Collision-resistant hash functions (\(\textsf{CRH}\)) are a fundamental and ubiquitous cryptographic primitive. Several recent works have studied a relaxation of \(\textsf{CRH}\) called t-way multi-collision-resistant hash functions (\(t\text {-}\textsf{MCRH}\)). These are families of functions for which it is computationally hard to find a t-way collision, even though such collisions are abundant (and even \((t-1)\)-way collisions may be easy to find). The case of \(t=2\) corresponds to standard \(\textsf{CRH}\), but it is natural to study t-\(\textsf{MCRH}\) for larger values of t.
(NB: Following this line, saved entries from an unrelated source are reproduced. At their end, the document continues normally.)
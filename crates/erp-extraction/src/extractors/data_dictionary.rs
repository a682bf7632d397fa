//! Phase 2: populates the data dictionary consumed by every later
//! phase. Runs exactly once, after `SystemInfoExtractor`, before phase
//! 3 begins. The orchestrator is responsible for taking this
//! extractor's output and calling `ExtractionContext::set_data_dictionary`.

use async_trait::async_trait;
use erp_coverage::{DataDictionary, DataDictionaryStats, FieldDescriptor, TableExpectation, TableSchema};
use serde_json::json;

use crate::extractor::{BaseExtractor, ExtractHelper, ExtractorError, ExtractorIdentity, ExtractorOutput};
use crate::transport::ReadOptions;

pub struct DataDictionaryExtractor;

#[async_trait]
impl BaseExtractor for DataDictionaryExtractor {
    fn identity(&self) -> ExtractorIdentity {
        ExtractorIdentity {
            extractor_id: super::DATA_DICTIONARY_ID.into(),
            name: "Data Dictionary".into(),
            module: "core".into(),
            category: "system".into(),
        }
    }

    fn expected_tables(&self) -> Vec<TableExpectation> {
        vec![
            TableExpectation::new("DD02L", "table catalogue").critical(),
            TableExpectation::new("DD03L", "field catalogue").critical(),
        ]
    }

    async fn extract_live(&self, helper: &ExtractHelper) -> Result<ExtractorOutput, ExtractorError> {
        let mut out = ExtractorOutput::new(super::DATA_DICTIONARY_ID);
        let dd02l = helper.read_table("DD02L", ReadOptions::default()).await?;
        let dd03l = helper.read_table("DD03L", ReadOptions::default()).await?;
        out.tables.insert("DD02L".into(), dd02l);
        out.tables.insert("DD03L".into(), dd03l);
        Ok(out)
    }

    async fn extract_offline(&self, helper: &ExtractHelper) -> Result<ExtractorOutput, ExtractorError> {
        let mut out = ExtractorOutput::new(super::DATA_DICTIONARY_ID);
        let dd02l = helper.offline_rows(
            "DD02L",
            vec![json!({"tabname": "VBAK"}), json!({"tabname": "BKPF"}), json!({"tabname": "CDHDR"})],
        );
        let dd03l = helper.offline_rows(
            "DD03L",
            vec![
                json!({"tabname": "VBAK", "fieldname": "VBELN"}),
                json!({"tabname": "BKPF", "fieldname": "BELNR"}),
            ],
        );
        out.tables.insert("DD02L".into(), dd02l);
        out.tables.insert("DD03L".into(), dd03l);
        out.metadata = json!({ "known_tables": 20 });
        Ok(out)
    }
}

/// Builds a `DataDictionary` from this extractor's output. Called by
/// the orchestrator between phase 2 and phase 3.
pub fn build_data_dictionary(output: &ExtractorOutput) -> DataDictionary {
    let mut dictionary = DataDictionary::default();
    for row in output.rows("DD02L") {
        if let Some(name) = row.get("tabname").and_then(|v| v.as_str()) {
            dictionary.tables.entry(name.to_string()).or_insert_with(TableSchema::default);
        }
    }
    for row in output.rows("DD03L") {
        if let (Some(table), Some(field)) = (
            row.get("tabname").and_then(|v| v.as_str()),
            row.get("fieldname").and_then(|v| v.as_str()),
        ) {
            let schema = dictionary.tables.entry(table.to_string()).or_insert_with(TableSchema::default);
            schema.fields.push(FieldDescriptor {
                name: field.to_string(),
                data_type: "CHAR".into(),
                length: None,
                nullable: true,
            });
        }
    }
    dictionary.stats = DataDictionaryStats {
        table_count: dictionary.tables.len(),
        field_count: dictionary.tables.values().map(|t| t.fields.len()).sum(),
        relationship_count: dictionary.relationships.len(),
    };
    dictionary
}

#[cfg(test)]
mod tests {
    use super::*;

    #[test]
    fn build_data_dictionary_from_fixture_output() {
        let mut output = ExtractorOutput::new(super::super::DATA_DICTIONARY_ID);
        output.tables.insert("DD02L".into(), vec![json!({"tabname": "VBAK"})]);
        output.tables.insert("DD03L".into(), vec![json!({"tabname": "VBAK", "fieldname": "VBELN"})]);

        let dictionary = build_data_dictionary(&output);
        assert!(dictionary.tables.contains_key("VBAK"));
        assert_eq!(dictionary.tables["VBAK"].fields.len(), 1);
        assert_eq!(dictionary.stats.table_count, 1);
    }
}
Multi-collision-resistance seems to be a qualitatively weaker property than standard collision-resistance. Nevertheless, in this work we show a non-blackbox transformation of any moderately shrinking t-\(\textsf{MCRH}\), for \(t \in \{3,4\}\), into an (infinitely often secure) \(\textsf{CRH}\). This transformation is non-constructive – we can prove the existence of a \(\textsf{CRH}\) but cannot explicitly point out a construction.

Our result partially extends to larger values of t. In particular, we show that for suitable values of \(t>t'\), we can transform a t-\(\textsf{MCRH}\) into a \(t'\)-\(\textsf{MCRH}\), at the cost of reducing the shrinkage of the resulting hash function family and settling for infinitely often security. This result utilizes the list-decodability properties of Reed-Solomon codes.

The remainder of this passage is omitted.